ACTIVITY | What do the lines say from the start of the entries through the one containing "for (index, page)"? Repeat them exactly.

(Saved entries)
════════════════════

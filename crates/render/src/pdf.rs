//! PDF emission: replays finished layout pages through `printpdf`.

use std::io::BufWriter;

use printpdf::{BuiltinFont, IndirectFontRef, Line, Mm, PdfDocument, PdfLayerReference, Point};

use facturo_layout::{DrawOp, Page, PageStyle};

use crate::error::RenderError;

/// Assemble the finished byte stream ("application/pdf") from layout pages.
///
/// The draw-op model carries no backend types, so this is a mechanical
/// replay: text onto the builtin Helvetica faces, rules as one-segment
/// lines. The PDF container embeds a creation timestamp; everything else is
/// a pure function of the pages.
pub fn pages_to_pdf(title: &str, style: &PageStyle, pages: &[Page]) -> Result<Vec<u8>, RenderError> {
    let (doc, first_page, first_layer) =
        PdfDocument::new(title, Mm(style.width), Mm(style.height), "Layer 1");

    let regular = doc
        .add_builtin_font(BuiltinFont::Helvetica)
        .map_err(|e| RenderError::Pdf(e.to_string()))?;
    let bold = doc
        .add_builtin_font(BuiltinFont::HelveticaBold)
        .map_err(|e| RenderError::Pdf(e.to_string()))?;

    for (index, page) in pages.iter().enumerate() {
        let layer = if index == 0 {
            doc.get_page(first_page).get_layer(first_layer)
        } else {
            let (page_index, layer_index) =
                doc.add_page(Mm(style.width), Mm(style.height), "Layer 1");
            doc.get_page(page_index).get_layer(layer_index)
        };
        replay_page(&layer, page, &regular, &bold);
    }

    let writer = BufWriter::new(Vec::<u8>::new());
    let mut writer = writer;
    doc.save(&mut writer)
        .map_err(|e| RenderError::Pdf(e.to_string()))?;
    writer
        .into_inner()
        .map_err(|e| RenderError::Pdf(e.to_string()))
}

fn replay_page(
    layer: &PdfLayerReference,
    page: &Page,
    regular: &IndirectFontRef,
    bold: &IndirectFontRef,
) {
    for op in &page.ops {
        match op {
            DrawOp::Text {
                x,
                y,
                style,
                content,
            } => {
                let font = if style.bold { bold } else { regular };
                layer.use_text(content.clone(), style.size, Mm(*x), Mm(*y), font);
            }
            DrawOp::Rule { x1, x2, y } => {
                layer.add_line(Line {
                    points: vec![
                        (Point::new(Mm(*x1), Mm(*y)), false),
                        (Point::new(Mm(*x2), Mm(*y)), false),
                    ],
                    is_closed: false,
                });
            }
        }
    }
}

════════════════════

OUTPUT FOR THIS TASK |
filename crates/render/src/pdf.rs
//! PDF emission: replays finished layout pages through `printpdf`.

use std::io::BufWriter;

use printpdf::{BuiltinFont, IndirectFontRef, Line, Mm, PdfDocument, PdfLayerReference, Point};

use facturo_layout::{DrawOp, Page, PageStyle};

use crate::error::RenderError;

/// Assemble the finished byte stream ("application/pdf") from layout pages.
///
/// The draw-op model carries no backend types, so this is a mechanical
/// replay: text onto the builtin Helvetica faces, rules as one-segment
/// lines. The PDF container embeds a creation timestamp; everything else is
/// a pure function of the pages.
pub fn pages_to_pdf(title: &str, style: &PageStyle, pages: &[Page]) -> Result<Vec<u8>, RenderError> {
    let (doc, first_page, first_layer) =
        PdfDocument::new(title, Mm(style.width), Mm(style.height), "Layer 1");

    let regular = doc
        .add_builtin_font(BuiltinFont::Helvetica)
        .map_err(|e| RenderError::Pdf(e.to_string()))?;
    let bold = doc
        .add_builtin_font(BuiltinFont::HelveticaBold)
        .map_err(|e| RenderError::Pdf(e.to_string()))?;

    for (index, page) in pages.iter().enumerate() {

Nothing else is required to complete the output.